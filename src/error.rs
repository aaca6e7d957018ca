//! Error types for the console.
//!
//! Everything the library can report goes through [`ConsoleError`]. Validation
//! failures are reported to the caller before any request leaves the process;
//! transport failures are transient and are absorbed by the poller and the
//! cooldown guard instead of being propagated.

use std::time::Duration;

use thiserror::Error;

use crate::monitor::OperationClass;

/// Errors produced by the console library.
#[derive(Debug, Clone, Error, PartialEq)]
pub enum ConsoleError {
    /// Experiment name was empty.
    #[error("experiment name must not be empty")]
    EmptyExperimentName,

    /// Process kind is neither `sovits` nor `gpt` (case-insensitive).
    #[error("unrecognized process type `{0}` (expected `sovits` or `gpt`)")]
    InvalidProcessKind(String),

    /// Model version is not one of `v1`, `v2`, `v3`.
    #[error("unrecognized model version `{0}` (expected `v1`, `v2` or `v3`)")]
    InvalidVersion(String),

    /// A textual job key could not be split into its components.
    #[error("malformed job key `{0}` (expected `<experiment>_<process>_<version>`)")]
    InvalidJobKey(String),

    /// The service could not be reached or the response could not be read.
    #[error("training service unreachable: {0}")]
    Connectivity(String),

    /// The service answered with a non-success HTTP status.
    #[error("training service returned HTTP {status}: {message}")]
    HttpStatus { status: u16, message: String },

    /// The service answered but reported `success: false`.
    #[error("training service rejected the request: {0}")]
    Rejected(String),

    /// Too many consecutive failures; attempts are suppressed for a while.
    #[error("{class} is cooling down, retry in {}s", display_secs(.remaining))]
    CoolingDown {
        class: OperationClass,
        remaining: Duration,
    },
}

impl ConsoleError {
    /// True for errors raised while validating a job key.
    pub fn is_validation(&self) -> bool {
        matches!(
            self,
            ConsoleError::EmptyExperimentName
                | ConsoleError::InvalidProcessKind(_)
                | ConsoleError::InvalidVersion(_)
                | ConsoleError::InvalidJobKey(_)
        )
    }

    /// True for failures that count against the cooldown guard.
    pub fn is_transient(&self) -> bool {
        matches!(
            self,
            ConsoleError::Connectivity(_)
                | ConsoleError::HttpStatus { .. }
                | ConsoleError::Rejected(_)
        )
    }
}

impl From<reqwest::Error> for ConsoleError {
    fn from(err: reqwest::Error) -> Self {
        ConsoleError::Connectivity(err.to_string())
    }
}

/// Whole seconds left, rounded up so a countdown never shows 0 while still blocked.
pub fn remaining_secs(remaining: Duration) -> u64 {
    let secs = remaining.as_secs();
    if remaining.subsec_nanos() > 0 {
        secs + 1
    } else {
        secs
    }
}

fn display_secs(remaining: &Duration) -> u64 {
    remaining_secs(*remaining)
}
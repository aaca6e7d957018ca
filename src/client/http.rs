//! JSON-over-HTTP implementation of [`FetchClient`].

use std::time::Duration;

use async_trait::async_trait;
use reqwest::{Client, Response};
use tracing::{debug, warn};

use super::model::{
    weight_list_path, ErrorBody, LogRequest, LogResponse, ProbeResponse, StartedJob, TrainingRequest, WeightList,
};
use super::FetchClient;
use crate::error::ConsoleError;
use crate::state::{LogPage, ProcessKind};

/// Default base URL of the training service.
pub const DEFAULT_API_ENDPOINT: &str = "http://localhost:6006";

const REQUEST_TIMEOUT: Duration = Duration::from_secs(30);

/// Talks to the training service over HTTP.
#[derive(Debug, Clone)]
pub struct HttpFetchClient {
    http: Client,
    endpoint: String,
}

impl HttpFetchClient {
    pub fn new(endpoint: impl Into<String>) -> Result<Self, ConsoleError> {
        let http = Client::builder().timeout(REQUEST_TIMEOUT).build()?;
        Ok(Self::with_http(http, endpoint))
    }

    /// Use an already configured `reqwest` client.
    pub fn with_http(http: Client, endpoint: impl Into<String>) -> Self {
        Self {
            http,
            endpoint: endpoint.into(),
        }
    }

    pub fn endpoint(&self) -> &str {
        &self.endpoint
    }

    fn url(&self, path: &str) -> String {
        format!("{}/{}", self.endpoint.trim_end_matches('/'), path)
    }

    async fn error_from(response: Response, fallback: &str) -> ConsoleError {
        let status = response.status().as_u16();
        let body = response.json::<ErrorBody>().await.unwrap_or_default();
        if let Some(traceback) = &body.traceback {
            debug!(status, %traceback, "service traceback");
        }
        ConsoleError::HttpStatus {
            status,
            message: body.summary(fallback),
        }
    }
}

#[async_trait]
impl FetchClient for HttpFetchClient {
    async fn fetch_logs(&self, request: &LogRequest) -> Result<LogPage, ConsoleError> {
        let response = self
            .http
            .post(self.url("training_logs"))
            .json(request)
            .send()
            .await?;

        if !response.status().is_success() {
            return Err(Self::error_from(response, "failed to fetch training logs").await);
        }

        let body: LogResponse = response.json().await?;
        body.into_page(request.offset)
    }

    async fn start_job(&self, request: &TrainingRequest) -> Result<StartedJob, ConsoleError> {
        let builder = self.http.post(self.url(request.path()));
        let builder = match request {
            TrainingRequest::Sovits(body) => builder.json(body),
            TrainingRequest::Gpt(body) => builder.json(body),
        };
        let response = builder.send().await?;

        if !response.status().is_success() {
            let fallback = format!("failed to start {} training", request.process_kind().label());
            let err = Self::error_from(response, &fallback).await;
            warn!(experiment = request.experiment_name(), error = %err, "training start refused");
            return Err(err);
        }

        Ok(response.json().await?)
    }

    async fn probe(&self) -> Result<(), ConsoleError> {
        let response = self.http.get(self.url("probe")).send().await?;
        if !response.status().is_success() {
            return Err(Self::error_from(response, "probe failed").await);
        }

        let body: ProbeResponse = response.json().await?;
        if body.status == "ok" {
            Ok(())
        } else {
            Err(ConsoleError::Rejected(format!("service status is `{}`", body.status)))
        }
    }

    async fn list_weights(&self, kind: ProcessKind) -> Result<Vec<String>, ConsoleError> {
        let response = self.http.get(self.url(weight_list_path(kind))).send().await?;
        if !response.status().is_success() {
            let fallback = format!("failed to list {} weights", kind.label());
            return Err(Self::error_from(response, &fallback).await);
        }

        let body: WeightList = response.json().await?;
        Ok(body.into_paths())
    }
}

• • •

Lines from the beginning of the data above through the line containing "name was empty." are to be returned exactly, and no others.

filename src/error.rs
repository aaca6e7d957018ca
//! Error types for the console.
//!
//! Everything the library can report goes through [`ConsoleError`]. Validation
//! failures are reported to the caller before any request leaves the process;
//! transport failures are transient and are absorbed by the poller and the
//! cooldown guard instead of being propagated.

use std::time::Duration;

use thiserror::Error;

use crate::monitor::OperationClass;

/// Errors produced by the console library.
#[derive(Debug, Clone, Error, PartialEq)]
pub enum ConsoleError {
    /// Experiment name was empty.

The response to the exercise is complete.